//! ICS-20 v1 fungible token packet payload.

use cosmwasm_schema::cw_serde;
use cosmwasm_std::{from_json, StdError, StdResult, Uint256};

/// Fungible token transfer payload carried in `IbcPacket::data`.
///
/// `amount` is a decimal string of arbitrary precision. The payload is never
/// rewritten by the middleware.
#[cw_serde]
pub struct FungibleTokenPacketData {
    /// Base denom or trace-prefixed denom (`port/channel/.../base`)
    pub denom: String,
    /// Non-negative decimal amount
    pub amount: String,
    pub sender: String,
    pub receiver: String,
    #[serde(default, skip_serializing_if = "Option::is_none")]
    pub memo: Option<String>,
}

impl FungibleTokenPacketData {
    /// Decode packet bytes as an ICS-20 payload.
    pub fn decode(data: &[u8]) -> StdResult<Self> {
        from_json(data)
    }

    /// Parse `amount` the way the transfer module does.
    ///
    /// Grammar is Go's base-0 integer syntax: an optional `+`, then decimal
    /// digits, or a `0x`/`0o`/`0b` prefix, or a bare leading `0` for octal.
    /// Underscores may separate digits only after a prefix. Negative values
    /// and anything wider than 256 bits are rejected.
    pub fn parse_amount(&self) -> StdResult<Uint256> {
        parse_sdk_uint(&self.amount).ok_or_else(|| {
            StdError::parse_err(
                "Uint256",
                format!("invalid transfer amount: {}", self.amount),
            )
        })
    }
}

fn parse_sdk_uint(input: &str) -> Option<Uint256> {
    let unsigned = input.strip_prefix('+').unwrap_or(input);
    let bytes = unsigned.as_bytes();

    let (radix, digits, prefixed) = match bytes {
        [b'0', b'x' | b'X', rest @ ..] => (16, rest, true),
        [b'0', b'o' | b'O', rest @ ..] => (8, rest, true),
        [b'0', b'b' | b'B', rest @ ..] => (2, rest, true),
        [b'0', rest @ ..] if !rest.is_empty() => (8, rest, true),
        _ => (10, bytes, false),
    };

    let radix_value = Uint256::from(radix as u128);
    let mut value = Uint256::zero();
    let mut seen_digit = false;
    // An underscore may follow the prefix or a digit, and must precede a digit
    let mut after_separator_slot = prefixed;
    let mut pending_underscore = false;

    for &byte in digits {
        if byte == b'_' {
            if !prefixed || !after_separator_slot || pending_underscore {
                return None;
            }
            pending_underscore = true;
            continue;
        }
        let digit = (byte as char).to_digit(radix)?;
        value = value
            .checked_mul(radix_value)
            .ok()?
            .checked_add(Uint256::from(digit as u128))
            .ok()?;
        seen_digit = true;
        after_separator_slot = true;
        pending_underscore = false;
    }

    if pending_underscore || !seen_digit {
        return None;
    }
    Some(value)
}
#![forbid(unsafe_code)]

//! Stagger offsets: cascading start times for a list of reveal steps.
//!
//! The page sections this engine serves reveal their children on ladders
//! like 200/400/600 ms. [`stagger_offsets`] produces such a ladder from a
//! base delay, a spacing, and a distribution mode, so sections declare
//! *how many* steps they have instead of spelling out each constant.
//!
//! # Invariants
//!
//! 1. `stagger_offsets(0, ..)` returns an empty vec.
//! 2. The first offset is always `base`.
//! 3. Offsets are monotonically non-decreasing for every mode.
//! 4. For `Linear`, `offset[i] = base + i * spacing` exactly.
//! 5. For eased modes the span `(count - 1) * spacing` is distributed
//!    along the curve, so the last offset is still `base + span`.

use std::time::Duration;

use super::Easing;

/// How to distribute offsets across items.
#[derive(Debug, Clone, Copy, PartialEq, Eq, Default)]
pub enum StaggerMode {
    /// Equal spacing.
    #[default]
    Linear,
    /// Spacing follows an easing curve over the whole span.
    Eased(Easing),
}

/// Compute start offsets for `count` items.
#[must_use]
pub fn stagger_offsets(
    count: usize,
    base: Duration,
    spacing: Duration,
    mode: StaggerMode,
) -> Vec<Duration> {
    match count {
        0 => return Vec::new(),
        1 => return vec![base],
        _ => {}
    }

    let easing = match mode {
        // Integer arithmetic keeps linear ladders exact.
        StaggerMode::Linear => {
            return (0..count)
                .map(|i| base.saturating_add(spacing.saturating_mul(i as u32)))
                .collect();
        }
        StaggerMode::Eased(easing) => easing,
    };

    let span_nanos = spacing.as_nanos() as f64 * (count - 1) as f64;
    (0..count)
        .map(|i| {
            let t = i as f32 / (count - 1) as f32;
            let nanos = (span_nanos * f64::from(easing.apply(t))).round() as u64;
            base.saturating_add(Duration::from_nanos(nanos))
        })
        .collect()
}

=-=-=

EXERCISE OBJECTIVE>
In the data above, find each line that uses the string "payload". Copy it.

REPLY TO THE EXERCISE>
//! ICS-20 v1 fungible token packet payload.
/// Fungible token transfer payload carried in `IbcPacket::data`.
/// `amount` is a decimal string of arbitrary precision. The payload is never
    /// Decode packet bytes as an ICS-20 payload.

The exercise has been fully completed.